Diese Direktträger werden in Österreich auch gerne als “Heckenklescher” oder “Rabiatbeeren” bezeichnet.

Lange wurde behauptet, dass der Wein von Direktträgen einen hohen Gehalt an Fuselölen und Methanol enthält und daher gesundheitsschädlich sei. In den 70er Jahren wurde in Österreich der Uhudler auf die Verwendung als Haustrunk beschränkt. Die Produktion war damit nur mehr für den Eigenverbrauch erlaubt.

Mitte der 80er Jahre wurde der Begriff Haustrunk im Zuge der enormen Verschärfung des österreichischen Weingesetzes aufgrund des Weinskandals aus dem Weingesetz gestrichen, womit der Uhudler – bis 1992 – verboten war. In dieser Zeit wurden tausende von Litern Uhudler (vor allem im Südburgenland) von Kellereisinspektoren ausgeleert und kanalisiert. Einer der berühmtesten Uhudlerweinbauernvertreter dieser Zeit ist der legendäre Heiligenbrunner “Rübezahl”, Johann Trinkl, der für den Erhalt dieses Weines kämpfte.

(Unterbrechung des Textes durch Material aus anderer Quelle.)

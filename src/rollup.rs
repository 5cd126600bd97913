use std::collections::{BTreeMap, HashSet};

use chrono::NaiveDate;
use serde::Serialize;

use crate::{
    data::{format_date, format_thousands},
    filter::ChartView,
};

/// Per-day totals for the trend charts.
#[derive(Debug, Clone, PartialEq, Serialize)]
pub struct DailyRollup {
    pub date: NaiveDate,
    pub total_streams: f64,
    pub avg_streams: f64,
    pub tracks_count: usize,
}

impl DailyRollup {
    pub const HEADERS: [&'static str; 4] = ["date", "total_streams", "avg_streams", "tracks_count"];

    pub fn to_row(&self) -> Vec<String> {
        vec![
            format_date(self.date),
            format_thousands(self.total_streams),
            format_thousands(self.avg_streams),
            self.tracks_count.to_string(),
        ]
    }
}

#[derive(Default)]
struct DayAccumulator<'a> {
    total: f64,
    rows: usize,
    tracks: HashSet<&'a str>,
}

/// Groups the view by date, ascending.
pub fn daily_rollups(view: &ChartView<'_>) -> Vec<DailyRollup> {
    let mut days: BTreeMap<NaiveDate, DayAccumulator<'_>> = BTreeMap::new();
    for entry in view.entries() {
        let acc = days.entry(entry.date).or_default();
        acc.total += entry.streams;
        acc.rows += 1;
        acc.tracks.insert(entry.track.as_str());
    }
    days.into_iter()
        .map(|(date, acc)| DailyRollup {
            date,
            total_streams: acc.total,
            avg_streams: acc.total / acc.rows as f64,
            tracks_count: acc.tracks.len(),
        })
        .collect()
}

/// Headline numbers for a selection.
#[derive(Debug, Clone, PartialEq, Serialize)]
pub struct Kpis {
    pub rows: usize,
    pub unique_tracks: usize,
    pub unique_artists: usize,
    pub avg_streams: f64,
    pub start: NaiveDate,
    pub end: NaiveDate,
}

impl Kpis {
    pub fn compute(view: &ChartView<'_>, start: NaiveDate, end: NaiveDate) -> Self {
        let entries = view.entries();
        let tracks = entries.iter().map(|e| e.track.as_str()).collect::<HashSet<_>>();
        let artists = entries.iter().map(|e| e.artist.as_str()).collect::<HashSet<_>>();
        let total = entries.iter().map(|e| e.streams).sum::<f64>();
        let avg_streams = if entries.is_empty() {
            0.0
        } else {
            total / entries.len() as f64
        };
        Self {
            rows: entries.len(),
            unique_tracks: tracks.len(),
            unique_artists: artists.len(),
            avg_streams,
            start,
            end,
        }
    }

    pub fn to_rows(&self) -> Vec<Vec<String>> {
        vec![
            vec!["Rows (song-days)".to_string(), format_thousands(self.rows as f64)],
            vec![
                "Unique tracks".to_string(),
                format_thousands(self.unique_tracks as f64),
            ],
            vec![
                "Unique artists".to_string(),
                format_thousands(self.unique_artists as f64),
            ],
            vec!["Avg streams".to_string(), format_thousands(self.avg_streams)],
            vec![
                "Date span".to_string(),
                format!("{} → {}", format_date(self.start), format_date(self.end)),
            ],
        ]
    }
}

1992 wurden die Weingesetze novelliert und der Uhudler darf seitdem verkauft werden.

Heute wird der Uhudler aus mehreren, weißen und roten Direktträgersorten hergestellt. Die beliebtesten Weinreben sind Concord, Isabella, Elvira, Clinton, Ripadella und Noah. Der Name Uhudler ist markenrechtlich geschützt und darf ausschließlich im Südburgenland (Bezirk Jennersdorf, Güssing und Oberwart) verwendet werden. Außerdem dürfen nur solche Uhudlerweine, die eine strenge Weinverkostung positiv bestanden haben, das Originaletikett tragen.